# View Synthesis

> Implement by NeRF in pyTorch

## Task Description

"View synthesis" is a task which
generating images of a 3D scene from a specific point of view.

## Solution Description

"NeRF" (Neural Radiance Field) solved "View synthesis"
by representing 3D scene using a neural network.

## Pipeline Description

1. Preprocessing
2. Inference
3. Rendering
4. Training

## Pipeline Description - Preprocessing

{{ True image }} → {{ Position, Direction, True color }}

## Pipeline Description - Inference

{{ Position, Direction }} → {{ Network }} → {{ Color, Density }}

## Pipeline Description - Rendering

{{ Color, Density }} → {{ Ray sampling }} → {{ Rendered color }}

## Pipeline Description - Training

{{ True color, Rendered color, Network }} → {{ Network }}

## Optimization Description

1. Positional Encoding of input coordinates
    - For learning high-frequency features
    - Using Fourier features
2. Hierarchical Sampling
    - For high-frequency representions
    - Using two networks with different sample size
3. Gradient Descent
    - For minimizing the error between the true and rendered images

## Inference Details

$$
Predict(Position, Direction) = \{Color, Density\} \\
\text{where }
\begin{cases}
    Predict \text{ is MLP}, \\
    Position \in \mathbb{R}^{3}, \\
    Direction \in \mathbb{R}^{3}, \\
    Color \in \mathbb{R}^{3}, \\
    Density \in \mathbb{R}
\end{cases}
$$

### Positional Encoding

The raw and encoded coordinate values will be concatenated to form the network input.

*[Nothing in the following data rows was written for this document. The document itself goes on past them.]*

//! Configuration loading from TOML files.
//!
//! Every section and field is optional; anything left out takes the default
//! from [`constants`](crate::constants). A missing file is not an error when
//! loaded through [`Config::load_from_path`], which falls back to defaults.
//!
//! ```toml
//! [service]
//! base_url = "https://prolocklogger.pro/api"
//! request_timeout_ms = 5000
//!
//! [door]
//! auto_relock_delay_ms = 10000
//! lock_polarity = "active_high"
//! reconcile_interval_ms = 10000
//!
//! [session]
//! handoff_timeout_ms = 15000
//! failure_threshold = 3
//! sensor_retry_delay_ms = 3000
//! rescan_cooldown_ms = 120000
//! superuser_slots = [1, 2]
//!
//! [alarm]
//! pulses = 50
//! pulse_interval_ms = 100
//!
//! [biometric]
//! image_poll_interval_ms = 100
//! max_image_polls = 50
//!
//! [proximity]
//! read_timeout_ms = 1000
//! ```

use crate::constants::*;
use crate::{BiometricSlot, Result, error::Error};
use serde::{Deserialize, Serialize};
use std::fs;
use std::path::Path;
use std::time::Duration;
use tracing::{info, warn};

/// Which output level holds the door locked.
///
/// Deployed wiring differs between sites: some solenoids lock on a high
/// output, others on a low one.
#[derive(Debug, Clone, Copy, PartialEq, Eq, Serialize, Deserialize, Default)]
#[serde(rename_all = "snake_case")]
pub enum LockPolarity {
    /// High output = locked.
    #[default]
    ActiveHigh,

    /// Low output = locked.
    ActiveLow,
}

impl LockPolarity {
    /// Returns `true` if a high output level means "locked".
    #[must_use]
    pub fn locked_is_high(self) -> bool {
        matches!(self, LockPolarity::ActiveHigh)
    }
}

#[derive(Debug, Clone, PartialEq, Serialize, Deserialize)]
#[serde(default)]
pub struct ServiceConfig {
    pub base_url: String,
    pub request_timeout_ms: u64,
}

impl Default for ServiceConfig {
    fn default() -> Self {
        Self {
            base_url: DEFAULT_SERVICE_BASE_URL.to_string(),
            request_timeout_ms: DEFAULT_REQUEST_TIMEOUT_MS,
        }
    }
}

#[derive(Debug, Clone, PartialEq, Serialize, Deserialize)]
#[serde(default)]
pub struct DoorConfig {
    pub auto_relock_delay_ms: u64,
    pub lock_polarity: LockPolarity,
    pub reconcile_interval_ms: u64,
}

impl Default for DoorConfig {
    fn default() -> Self {
        Self {
            auto_relock_delay_ms: DEFAULT_AUTO_RELOCK_DELAY_MS,
            lock_polarity: LockPolarity::default(),
            reconcile_interval_ms: DEFAULT_RECONCILE_INTERVAL_MS,
        }
    }
}

#[derive(Debug, Clone, PartialEq, Serialize, Deserialize)]
#[serde(default)]
pub struct SessionConfig {
    pub handoff_timeout_ms: u64,
    pub failure_threshold: u32,
    pub sensor_retry_delay_ms: u64,
    pub rescan_cooldown_ms: u64,

    /// Fingerprint slots that toggle the door without any attendance record.
    pub superuser_slots: Vec<BiometricSlot>,
}

impl Default for SessionConfig {
    fn default() -> Self {
        Self {
            handoff_timeout_ms: DEFAULT_HANDOFF_TIMEOUT_MS,
            failure_threshold: DEFAULT_FAILURE_THRESHOLD,
            sensor_retry_delay_ms: DEFAULT_SENSOR_RETRY_DELAY_MS,
            rescan_cooldown_ms: DEFAULT_RESCAN_COOLDOWN_MS,
            superuser_slots: Vec::new(),
        }
    }
}

#[derive(Debug, Clone, PartialEq, Serialize, Deserialize)]
#[serde(default)]
pub struct AlarmConfig {
    pub pulses: u32,
    pub pulse_interval_ms: u64,
}

impl Default for AlarmConfig {
    fn default() -> Self {
        Self {
            pulses: DEFAULT_ALARM_PULSES,
            pulse_interval_ms: DEFAULT_ALARM_PULSE_INTERVAL_MS,
        }
    }
}

#[derive(Debug, Clone, PartialEq, Serialize, Deserialize)]
#[serde(default)]
pub struct BiometricConfig {
    pub image_poll_interval_ms: u64,
    pub max_image_polls: u32,
}

impl Default for BiometricConfig {
    fn default() -> Self {
        Self {
            image_poll_interval_ms: DEFAULT_IMAGE_POLL_INTERVAL_MS,
            max_image_polls: DEFAULT_MAX_IMAGE_POLLS,
        }
    }
}

#[derive(Debug, Clone, PartialEq, Serialize, Deserialize)]
#[serde(default)]
pub struct ProximityConfig {
    pub read_timeout_ms: u64,
}

impl Default for ProximityConfig {
    fn default() -> Self {
        Self {
            read_timeout_ms: DEFAULT_CARD_READ_TIMEOUT_MS,
        }
    }
}

/// Complete process configuration.
#[derive(Debug, Clone, PartialEq, Serialize, Deserialize, Default)]
#[serde(default)]
pub struct Config {
    pub service: ServiceConfig,
    pub door: DoorConfig,
    pub session: SessionConfig,
    pub alarm: AlarmConfig,
    pub biometric: BiometricConfig,
    pub proximity: ProximityConfig,
}

impl Config {
    /// Parse and validate configuration from a TOML string.
    ///
    /// # Errors
    /// Returns `Error::ConfigParse` for malformed TOML and `Error::Config`
    /// if a value fails validation.
    pub fn from_toml_str(content: &str) -> Result<Self> {
        let config: Config = toml::from_str(content)?;
        config.validate()?;
        Ok(config)
    }

    /// Read, parse and validate a TOML configuration file.
    ///
    /// # Errors
    /// Returns `Error::Io` if the file cannot be read, otherwise the errors of
    /// [`Config::from_toml_str`].
    pub fn from_file(path: impl AsRef<Path>) -> Result<Self> {
        let content = fs::read_to_string(path.as_ref())?;
        Self::from_toml_str(&content)
    }

    /// Load configuration, falling back to defaults when the file is missing.
    ///
    /// A file that exists but does not parse is still an error.
    ///
    /// # Errors
    /// Returns the errors of [`Config::from_file`] except for a missing file.
    pub fn load_from_path(path: impl AsRef<Path>) -> Result<Self> {
        let path = path.as_ref();
        match Self::from_file(path) {
            Ok(config) => {
                info!(path = %path.display(), "config_loaded");
                Ok(config)
            }
            Err(Error::Io(e)) if e.kind() == std::io::ErrorKind::NotFound => {
                warn!(path = %path.display(), "config_file_missing_using_defaults");
                Ok(Self::default())
            }
            Err(e) => Err(e),
        }
    }

    /// Check that every value is usable.
    ///
    /// # Errors
    /// Returns `Error::Config` naming the first offending key.
    pub fn validate(&self) -> Result<()> {
        let base = self.service.base_url.trim();
        if !(base.starts_with("http://") || base.starts_with("https://")) {
            return Err(Error::Config(format!(
                "service.base_url must be an absolute http(s) URL, got '{base}'"
            )));
        }

        let positive = [
            ("service.request_timeout_ms", self.service.request_timeout_ms),
            ("door.auto_relock_delay_ms", self.door.auto_relock_delay_ms),
            ("door.reconcile_interval_ms", self.door.reconcile_interval_ms),
            ("session.handoff_timeout_ms", self.session.handoff_timeout_ms),
            ("alarm.pulse_interval_ms", self.alarm.pulse_interval_ms),
            (
                "biometric.image_poll_interval_ms",
                self.biometric.image_poll_interval_ms,
            ),
            ("proximity.read_timeout_ms", self.proximity.read_timeout_ms),
        ];
        if let Some((key, _)) = positive.iter().find(|(_, value)| *value == 0) {
            return Err(Error::Config(format!("{key} must be greater than zero")));
        }

        if self.session.failure_threshold == 0 {
            return Err(Error::Config(
                "session.failure_threshold must be at least 1".to_string(),
            ));
        }

        if self.biometric.max_image_polls == 0 {
            return Err(Error::Config(
                "biometric.max_image_polls must be at least 1".to_string(),
            ));
        }

        Ok(())
    }

    #[must_use]
    pub fn request_timeout(&self) -> Duration {
        Duration::from_millis(self.service.request_timeout_ms)
    }

    #[must_use]
    pub fn auto_relock_delay(&self) -> Duration {
        Duration::from_millis(self.door.auto_relock_delay_ms)
    }

    #[must_use]
    pub fn reconcile_interval(&self) -> Duration {
        Duration::from_millis(self.door.reconcile_interval_ms)
    }

    #[must_use]
    pub fn handoff_timeout(&self) -> Duration {
        Duration::from_millis(self.session.handoff_timeout_ms)
    }

    #[must_use]
    pub fn sensor_retry_delay(&self) -> Duration {
        Duration::from_millis(self.session.sensor_retry_delay_ms)
    }

    #[must_use]
    pub fn rescan_cooldown(&self) -> Duration {
        Duration::from_millis(self.session.rescan_cooldown_ms)
    }

    #[must_use]
    pub fn alarm_pulse_interval(&self) -> Duration {
        Duration::from_millis(self.alarm.pulse_interval_ms)
    }

    #[must_use]
    pub fn image_poll_interval(&self) -> Duration {
        Duration::from_millis(self.biometric.image_poll_interval_ms)
    }

    #[must_use]
    pub fn card_read_timeout(&self) -> Duration {
        Duration::from_millis(self.proximity.read_timeout_ms)
    }
}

Each coordinate value in `Position` and `Direction` is encoded as follows:

$$
Encode_{N}(p) \\
= \{\sin (2^0 \pi p), \cos (2^0 \pi p), \ldots, \sin (2^{N-1} \pi p), \cos (2^{N-1} \pi p)\} \\
= \{\sin (2^0 \pi p), \sin (\frac{\pi}{2} + 2^0 \pi p), \ldots, \sin (2^{N-1} \pi p), \sin (\frac{\pi}{2} + 2^{N-1} \pi p)\} \\
\text{where } p \in \mathbb{R}, \ N \in \mathbb{N}, \ Encode_{N}(p) \in \mathbb{R}^{2N}
$$

The encoded dimensions are calculated as follows:

| Input     | Dimension | N   | Encoded Dimension |
| --------- | --------- | --- | ----------------- |
| Position  | 3         | 10  | $3 (1 + 2N) = 63$ |
| Direction | 3         | 4   | $3 (1 + 2N) = 27$ |


## Inference Details (Cont.)

### Network

The network is a multi-layer perceptron (MLP) with the following architecture:

| Layer                                  | Input Dimension | Output Dimension | Activation |
| -------------------------------------- | --------------- | ---------------- | ---------- |
| Input Position                         | 63              | 256              | ReLU       |
| Hidden 1                               | 256             | 256              | ReLU       |
| Hidden 2                               | 256             | 256              | ReLU       |
| Hidden 3                               | 256             | 256              | ReLU       |
| Hidden 4                               | 256             | 256              | ReLU       |
| Hidden 5 + Input Position (Skip conn.) | 256 + 63        | 256              | ReLU       |
| Hidden 6                               | 256             | 256              | ReLU       |
| Hidden 7                               | 256             | 256              | ReLU       |
| Hidden 8 + Input Density               | 256 + 27        | 128              | ReLU       |
| Output Density (from Hidden 7\*)       | 256             | 1                | Custom     |
| Output Color (from Hidden 8)           | 128             | 3                | Sigmoid    |

<small>\* The density is not dependent on the direction.</small>


## Training Details

Loss = Sum of (coarse - true)^2 + (fine - true)^2

## References

1. View synthesis. (n.d.). In Wikipedia. Retrieved from https://en.wikipedia.org/wiki/View_synthesis
2. Neural radiance field. (n.d.). In Wikipedia. Retrieved from https://en.wikipedia.org/wiki/Neural_radiance_field
3. Mildenhall, B., Srinivasan, P. P., Tancik, M., Barron, J. T., Ramamoorthi, R., & Ng, R. (2020). NeRF: Neural radiance fields for image synthesis. arXiv preprint arXiv:2003.08934. Retrieved from https://arxiv.org/pdf/2003.08934
4. Tancik, M., Srinivasan, P. P., Mildenhall, B., Fridovich-Keil, S., Raghavan, N., Singhal, U., Ramamoorthi, R., Barron, J. T., & Ng, R. (2020). Fourier features let networks learn high frequency functions in low dimensional domains. NeurIPS. Retrieved from https://arxiv.org/pdf/2006.10739

## Implementation

Positional Encoding:

In [1]:
from torch import Tensor
from torch.nn import Module
from torch.types import Device


class PositionalEncoder(Module):
    def __init__(self, encoding_factor: int, device: Device | None = None):
        import torch

        super(PositionalEncoder, self).__init__()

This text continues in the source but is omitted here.